Below are the records; collect from them each line containing the string "editing".

* **Records from a collection**:
____
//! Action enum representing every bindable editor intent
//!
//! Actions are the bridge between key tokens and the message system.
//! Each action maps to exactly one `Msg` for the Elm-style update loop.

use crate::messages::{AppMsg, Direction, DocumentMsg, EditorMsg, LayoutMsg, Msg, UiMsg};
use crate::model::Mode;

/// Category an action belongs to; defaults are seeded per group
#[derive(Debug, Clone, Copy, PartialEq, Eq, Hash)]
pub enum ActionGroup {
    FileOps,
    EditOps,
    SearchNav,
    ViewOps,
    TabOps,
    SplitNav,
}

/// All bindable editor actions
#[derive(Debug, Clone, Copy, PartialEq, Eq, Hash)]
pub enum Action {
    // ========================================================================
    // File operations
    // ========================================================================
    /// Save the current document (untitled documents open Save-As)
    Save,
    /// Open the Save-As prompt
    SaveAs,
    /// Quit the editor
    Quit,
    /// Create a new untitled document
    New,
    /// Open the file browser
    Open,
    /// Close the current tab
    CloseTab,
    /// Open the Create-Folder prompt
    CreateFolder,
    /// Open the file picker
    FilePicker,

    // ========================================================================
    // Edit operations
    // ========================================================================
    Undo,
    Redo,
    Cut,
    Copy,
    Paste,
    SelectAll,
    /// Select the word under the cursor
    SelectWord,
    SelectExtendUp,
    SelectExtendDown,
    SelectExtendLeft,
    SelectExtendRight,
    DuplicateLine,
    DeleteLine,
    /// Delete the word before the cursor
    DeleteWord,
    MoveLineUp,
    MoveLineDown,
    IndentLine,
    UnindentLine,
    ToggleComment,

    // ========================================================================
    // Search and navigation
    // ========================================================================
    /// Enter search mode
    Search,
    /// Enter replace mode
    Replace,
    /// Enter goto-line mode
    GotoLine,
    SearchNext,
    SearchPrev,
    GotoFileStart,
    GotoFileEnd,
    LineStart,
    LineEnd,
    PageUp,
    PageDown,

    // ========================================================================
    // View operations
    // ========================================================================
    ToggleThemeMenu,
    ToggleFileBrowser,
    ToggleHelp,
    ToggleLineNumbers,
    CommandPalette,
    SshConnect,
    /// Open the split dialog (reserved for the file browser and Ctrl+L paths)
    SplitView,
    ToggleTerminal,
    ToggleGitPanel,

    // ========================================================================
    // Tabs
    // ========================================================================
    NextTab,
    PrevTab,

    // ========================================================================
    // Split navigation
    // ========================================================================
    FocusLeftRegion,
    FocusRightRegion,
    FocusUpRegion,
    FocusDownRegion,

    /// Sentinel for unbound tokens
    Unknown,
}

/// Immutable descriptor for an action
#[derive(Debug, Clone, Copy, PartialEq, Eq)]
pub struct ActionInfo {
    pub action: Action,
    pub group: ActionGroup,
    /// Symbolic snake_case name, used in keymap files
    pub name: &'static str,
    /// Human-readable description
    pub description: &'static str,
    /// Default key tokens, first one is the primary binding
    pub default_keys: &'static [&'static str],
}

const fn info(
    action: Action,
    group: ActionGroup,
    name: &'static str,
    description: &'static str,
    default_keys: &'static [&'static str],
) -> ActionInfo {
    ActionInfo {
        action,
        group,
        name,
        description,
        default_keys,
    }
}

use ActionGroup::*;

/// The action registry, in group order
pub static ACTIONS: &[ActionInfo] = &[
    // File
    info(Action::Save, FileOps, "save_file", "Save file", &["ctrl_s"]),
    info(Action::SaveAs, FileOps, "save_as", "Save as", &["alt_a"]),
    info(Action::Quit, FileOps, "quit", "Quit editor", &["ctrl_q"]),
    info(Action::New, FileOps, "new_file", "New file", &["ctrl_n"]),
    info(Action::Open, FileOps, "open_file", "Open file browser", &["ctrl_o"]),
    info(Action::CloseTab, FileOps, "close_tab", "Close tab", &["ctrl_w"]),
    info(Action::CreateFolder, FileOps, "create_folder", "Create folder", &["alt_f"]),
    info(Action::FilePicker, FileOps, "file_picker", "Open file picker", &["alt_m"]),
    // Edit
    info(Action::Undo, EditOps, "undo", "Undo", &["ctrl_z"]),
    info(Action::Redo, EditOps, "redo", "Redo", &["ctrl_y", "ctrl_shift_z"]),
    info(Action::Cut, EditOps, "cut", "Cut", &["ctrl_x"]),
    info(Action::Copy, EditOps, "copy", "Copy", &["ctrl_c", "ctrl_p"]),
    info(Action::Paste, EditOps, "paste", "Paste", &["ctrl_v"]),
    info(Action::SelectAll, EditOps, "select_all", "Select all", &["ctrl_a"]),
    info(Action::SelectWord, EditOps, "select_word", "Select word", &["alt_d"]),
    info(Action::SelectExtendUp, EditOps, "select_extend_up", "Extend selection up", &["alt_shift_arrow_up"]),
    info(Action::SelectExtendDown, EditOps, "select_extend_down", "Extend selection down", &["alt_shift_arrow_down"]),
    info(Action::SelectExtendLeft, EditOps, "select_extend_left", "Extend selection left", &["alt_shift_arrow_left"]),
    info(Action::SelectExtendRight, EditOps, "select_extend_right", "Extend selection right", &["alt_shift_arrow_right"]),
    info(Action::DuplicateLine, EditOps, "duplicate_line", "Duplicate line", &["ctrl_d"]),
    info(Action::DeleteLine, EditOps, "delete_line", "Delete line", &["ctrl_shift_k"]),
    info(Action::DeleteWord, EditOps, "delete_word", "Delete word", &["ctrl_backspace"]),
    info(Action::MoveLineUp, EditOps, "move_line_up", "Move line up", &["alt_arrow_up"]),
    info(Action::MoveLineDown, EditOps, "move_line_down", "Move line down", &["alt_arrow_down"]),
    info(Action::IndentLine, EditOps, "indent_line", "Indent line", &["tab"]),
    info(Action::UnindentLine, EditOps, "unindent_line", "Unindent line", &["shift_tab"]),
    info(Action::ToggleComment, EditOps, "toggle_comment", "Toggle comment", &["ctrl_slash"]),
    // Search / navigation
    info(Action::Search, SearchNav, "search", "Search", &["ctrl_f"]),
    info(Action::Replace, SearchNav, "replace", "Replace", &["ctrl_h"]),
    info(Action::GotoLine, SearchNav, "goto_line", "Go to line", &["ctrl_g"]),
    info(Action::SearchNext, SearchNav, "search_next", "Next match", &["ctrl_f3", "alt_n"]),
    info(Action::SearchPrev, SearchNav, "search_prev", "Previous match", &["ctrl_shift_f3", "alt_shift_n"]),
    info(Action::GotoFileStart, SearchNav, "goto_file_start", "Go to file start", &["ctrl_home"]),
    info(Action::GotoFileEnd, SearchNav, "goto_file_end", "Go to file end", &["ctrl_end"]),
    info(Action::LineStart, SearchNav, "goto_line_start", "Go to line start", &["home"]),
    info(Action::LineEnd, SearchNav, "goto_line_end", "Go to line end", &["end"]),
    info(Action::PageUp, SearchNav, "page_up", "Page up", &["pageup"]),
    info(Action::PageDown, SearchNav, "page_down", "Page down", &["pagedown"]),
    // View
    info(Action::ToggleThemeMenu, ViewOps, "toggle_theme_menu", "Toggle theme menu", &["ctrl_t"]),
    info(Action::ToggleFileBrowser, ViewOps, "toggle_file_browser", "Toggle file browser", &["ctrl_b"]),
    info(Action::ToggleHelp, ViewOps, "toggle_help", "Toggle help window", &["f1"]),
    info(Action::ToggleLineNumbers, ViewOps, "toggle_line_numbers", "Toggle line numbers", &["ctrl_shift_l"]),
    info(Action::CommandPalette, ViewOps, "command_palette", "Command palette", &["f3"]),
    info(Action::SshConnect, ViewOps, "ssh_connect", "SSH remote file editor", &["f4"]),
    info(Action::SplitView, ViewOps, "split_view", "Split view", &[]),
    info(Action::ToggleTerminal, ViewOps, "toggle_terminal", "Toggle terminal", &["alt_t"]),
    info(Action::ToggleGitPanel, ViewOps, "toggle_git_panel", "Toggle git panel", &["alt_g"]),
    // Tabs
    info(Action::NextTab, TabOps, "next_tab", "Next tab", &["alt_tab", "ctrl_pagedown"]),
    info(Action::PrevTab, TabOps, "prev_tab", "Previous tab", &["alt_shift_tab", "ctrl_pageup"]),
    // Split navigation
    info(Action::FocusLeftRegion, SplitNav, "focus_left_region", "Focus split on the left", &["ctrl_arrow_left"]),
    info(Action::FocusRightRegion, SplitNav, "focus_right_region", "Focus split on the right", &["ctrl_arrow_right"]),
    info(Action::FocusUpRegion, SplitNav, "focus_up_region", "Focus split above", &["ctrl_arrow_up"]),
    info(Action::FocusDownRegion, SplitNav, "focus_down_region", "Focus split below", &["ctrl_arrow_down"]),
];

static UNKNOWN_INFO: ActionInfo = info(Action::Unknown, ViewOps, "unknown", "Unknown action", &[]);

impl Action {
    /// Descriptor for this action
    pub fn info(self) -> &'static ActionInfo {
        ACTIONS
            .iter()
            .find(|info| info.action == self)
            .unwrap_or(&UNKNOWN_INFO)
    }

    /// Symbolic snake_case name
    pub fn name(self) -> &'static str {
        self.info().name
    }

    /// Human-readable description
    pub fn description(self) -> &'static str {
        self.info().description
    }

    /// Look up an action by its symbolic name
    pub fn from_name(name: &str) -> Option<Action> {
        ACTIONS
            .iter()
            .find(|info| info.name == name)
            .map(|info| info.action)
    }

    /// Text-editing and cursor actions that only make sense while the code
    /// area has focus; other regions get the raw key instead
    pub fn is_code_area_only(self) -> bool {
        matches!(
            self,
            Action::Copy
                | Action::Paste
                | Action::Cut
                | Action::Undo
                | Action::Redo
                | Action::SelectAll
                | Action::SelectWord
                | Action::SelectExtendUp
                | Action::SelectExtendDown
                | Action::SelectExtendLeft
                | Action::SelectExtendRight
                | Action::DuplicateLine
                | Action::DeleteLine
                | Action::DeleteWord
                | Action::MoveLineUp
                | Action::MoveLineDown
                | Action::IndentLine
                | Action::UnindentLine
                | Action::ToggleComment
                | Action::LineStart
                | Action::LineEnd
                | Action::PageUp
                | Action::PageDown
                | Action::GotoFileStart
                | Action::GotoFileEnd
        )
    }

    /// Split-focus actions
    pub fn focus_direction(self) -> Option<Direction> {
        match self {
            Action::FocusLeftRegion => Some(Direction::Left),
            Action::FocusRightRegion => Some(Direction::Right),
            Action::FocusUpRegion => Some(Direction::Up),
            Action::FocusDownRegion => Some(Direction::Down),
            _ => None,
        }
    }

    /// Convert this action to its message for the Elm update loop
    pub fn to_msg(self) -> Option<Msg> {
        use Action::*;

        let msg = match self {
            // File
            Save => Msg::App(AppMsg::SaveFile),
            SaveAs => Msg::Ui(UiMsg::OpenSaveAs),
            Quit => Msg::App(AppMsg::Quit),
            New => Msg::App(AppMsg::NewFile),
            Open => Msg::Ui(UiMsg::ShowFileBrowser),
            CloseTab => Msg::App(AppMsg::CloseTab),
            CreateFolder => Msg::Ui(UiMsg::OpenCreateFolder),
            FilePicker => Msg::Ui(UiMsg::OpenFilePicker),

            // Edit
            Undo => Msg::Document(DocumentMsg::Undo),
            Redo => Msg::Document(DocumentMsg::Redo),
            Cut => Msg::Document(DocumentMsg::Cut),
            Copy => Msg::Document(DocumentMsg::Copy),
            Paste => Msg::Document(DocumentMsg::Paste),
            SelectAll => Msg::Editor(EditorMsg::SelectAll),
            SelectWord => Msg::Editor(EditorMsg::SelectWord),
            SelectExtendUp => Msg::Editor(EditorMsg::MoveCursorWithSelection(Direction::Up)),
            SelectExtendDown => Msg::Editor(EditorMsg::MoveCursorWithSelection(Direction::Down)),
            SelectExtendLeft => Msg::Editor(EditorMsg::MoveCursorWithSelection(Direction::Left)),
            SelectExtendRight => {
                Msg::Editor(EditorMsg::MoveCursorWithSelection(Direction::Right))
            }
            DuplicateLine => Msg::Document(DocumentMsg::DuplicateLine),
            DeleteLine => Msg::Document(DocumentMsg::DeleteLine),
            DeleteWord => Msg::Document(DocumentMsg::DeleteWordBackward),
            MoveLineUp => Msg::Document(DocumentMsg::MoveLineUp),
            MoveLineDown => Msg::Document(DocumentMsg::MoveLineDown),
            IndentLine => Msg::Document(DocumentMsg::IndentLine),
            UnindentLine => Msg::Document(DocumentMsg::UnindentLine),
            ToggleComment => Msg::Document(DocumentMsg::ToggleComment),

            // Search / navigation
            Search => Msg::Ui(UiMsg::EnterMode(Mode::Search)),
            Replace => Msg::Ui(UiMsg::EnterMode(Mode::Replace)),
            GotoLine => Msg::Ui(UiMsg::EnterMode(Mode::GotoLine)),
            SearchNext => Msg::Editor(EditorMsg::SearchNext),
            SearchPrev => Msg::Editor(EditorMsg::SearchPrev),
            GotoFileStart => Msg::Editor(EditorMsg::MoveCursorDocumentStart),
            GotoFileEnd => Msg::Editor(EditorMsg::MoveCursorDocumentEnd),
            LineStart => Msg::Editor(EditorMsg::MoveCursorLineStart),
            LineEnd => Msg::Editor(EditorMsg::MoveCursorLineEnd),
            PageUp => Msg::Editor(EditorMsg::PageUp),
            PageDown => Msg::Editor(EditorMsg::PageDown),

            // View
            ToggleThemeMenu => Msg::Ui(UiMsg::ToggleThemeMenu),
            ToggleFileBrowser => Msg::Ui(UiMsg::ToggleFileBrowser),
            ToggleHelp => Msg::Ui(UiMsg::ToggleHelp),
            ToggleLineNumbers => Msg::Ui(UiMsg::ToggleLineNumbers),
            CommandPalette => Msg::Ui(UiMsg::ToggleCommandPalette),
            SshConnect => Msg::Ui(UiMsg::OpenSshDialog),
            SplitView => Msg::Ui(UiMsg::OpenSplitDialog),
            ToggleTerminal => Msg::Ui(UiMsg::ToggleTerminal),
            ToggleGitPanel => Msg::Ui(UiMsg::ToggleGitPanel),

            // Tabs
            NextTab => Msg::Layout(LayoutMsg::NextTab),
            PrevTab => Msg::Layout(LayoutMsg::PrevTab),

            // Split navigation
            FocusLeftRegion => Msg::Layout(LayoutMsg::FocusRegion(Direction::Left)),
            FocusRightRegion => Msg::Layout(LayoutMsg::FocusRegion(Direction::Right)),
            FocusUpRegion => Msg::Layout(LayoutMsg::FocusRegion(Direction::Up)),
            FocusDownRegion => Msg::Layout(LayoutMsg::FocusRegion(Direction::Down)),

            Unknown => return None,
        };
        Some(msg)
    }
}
____
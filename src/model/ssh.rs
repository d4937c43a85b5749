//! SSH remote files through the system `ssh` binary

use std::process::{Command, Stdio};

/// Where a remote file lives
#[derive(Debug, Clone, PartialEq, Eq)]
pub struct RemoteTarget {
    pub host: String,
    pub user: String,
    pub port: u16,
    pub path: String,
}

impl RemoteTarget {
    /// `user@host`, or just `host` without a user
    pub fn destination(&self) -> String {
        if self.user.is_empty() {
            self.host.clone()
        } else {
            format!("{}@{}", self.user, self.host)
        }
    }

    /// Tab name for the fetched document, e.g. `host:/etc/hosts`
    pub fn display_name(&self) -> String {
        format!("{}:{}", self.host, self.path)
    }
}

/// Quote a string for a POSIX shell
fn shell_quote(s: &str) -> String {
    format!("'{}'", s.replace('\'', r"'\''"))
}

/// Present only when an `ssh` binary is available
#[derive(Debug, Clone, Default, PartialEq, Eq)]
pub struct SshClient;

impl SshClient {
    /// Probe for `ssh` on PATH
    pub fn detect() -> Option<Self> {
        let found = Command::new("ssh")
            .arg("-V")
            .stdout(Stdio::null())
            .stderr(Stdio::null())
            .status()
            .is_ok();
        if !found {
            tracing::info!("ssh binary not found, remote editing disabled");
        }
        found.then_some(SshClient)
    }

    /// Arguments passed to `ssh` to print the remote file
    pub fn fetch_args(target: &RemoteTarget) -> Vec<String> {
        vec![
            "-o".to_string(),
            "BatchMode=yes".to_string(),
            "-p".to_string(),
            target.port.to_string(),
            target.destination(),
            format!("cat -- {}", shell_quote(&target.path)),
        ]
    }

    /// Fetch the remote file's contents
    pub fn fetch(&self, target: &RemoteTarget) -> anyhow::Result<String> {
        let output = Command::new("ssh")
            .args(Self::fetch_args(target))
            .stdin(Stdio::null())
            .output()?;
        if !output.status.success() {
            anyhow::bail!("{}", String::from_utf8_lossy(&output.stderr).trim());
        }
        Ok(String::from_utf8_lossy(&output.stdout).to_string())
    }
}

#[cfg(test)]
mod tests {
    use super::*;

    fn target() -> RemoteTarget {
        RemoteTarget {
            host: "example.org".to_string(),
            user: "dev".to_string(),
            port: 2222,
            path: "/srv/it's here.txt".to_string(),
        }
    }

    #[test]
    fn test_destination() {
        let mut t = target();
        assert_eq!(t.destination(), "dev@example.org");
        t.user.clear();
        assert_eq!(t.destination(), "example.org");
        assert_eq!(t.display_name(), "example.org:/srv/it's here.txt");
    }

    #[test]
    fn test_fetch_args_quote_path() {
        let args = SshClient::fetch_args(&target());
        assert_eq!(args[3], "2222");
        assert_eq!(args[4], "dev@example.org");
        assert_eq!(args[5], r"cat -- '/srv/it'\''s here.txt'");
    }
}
____
* **THE COMPLETED TASK**:
    /// Text-editing and cursor actions that only make sense while the code
            tracing::info!("ssh binary not found, remote editing disabled");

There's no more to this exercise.